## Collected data
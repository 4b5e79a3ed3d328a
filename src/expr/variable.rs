use crate::expr::Sort;
use std::fmt;

#[derive(Clone, Debug, Hash, Eq, PartialEq, Ord, PartialOrd)]
pub struct Variable {
    name: String,
    sort: Sort,
}

impl Variable {
    /// Create a new `Variable` with the given name and sort.
    pub fn new<S>(name: S, sort: Sort) -> Self
    where
        S: Into<String>,
    {
        Self {
            name: name.into(),
            sort,
        }
    }

    /// Gets the name of the `Variable`.
    pub fn name(&self) -> &str {
        &self.name
    }

    /// Gets the sort of the `Variable`.
    pub fn sort(&self) -> &Sort {
        &self.sort
    }
}

impl fmt::Display for Variable {
    fn fmt(&self, f: &mut fmt::Formatter<'_>) -> fmt::Result {
        if cfg!(debug_assertions) {
            write!(f, "{}:{}", self.name, self.sort)
        } else {
            write!(f, "{}", self.name)
        }
    }
}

## TASK TO CARRY OUT
Could you state how many lines of the records contain "impl"? Give the number and nothing else.

## REPLY
2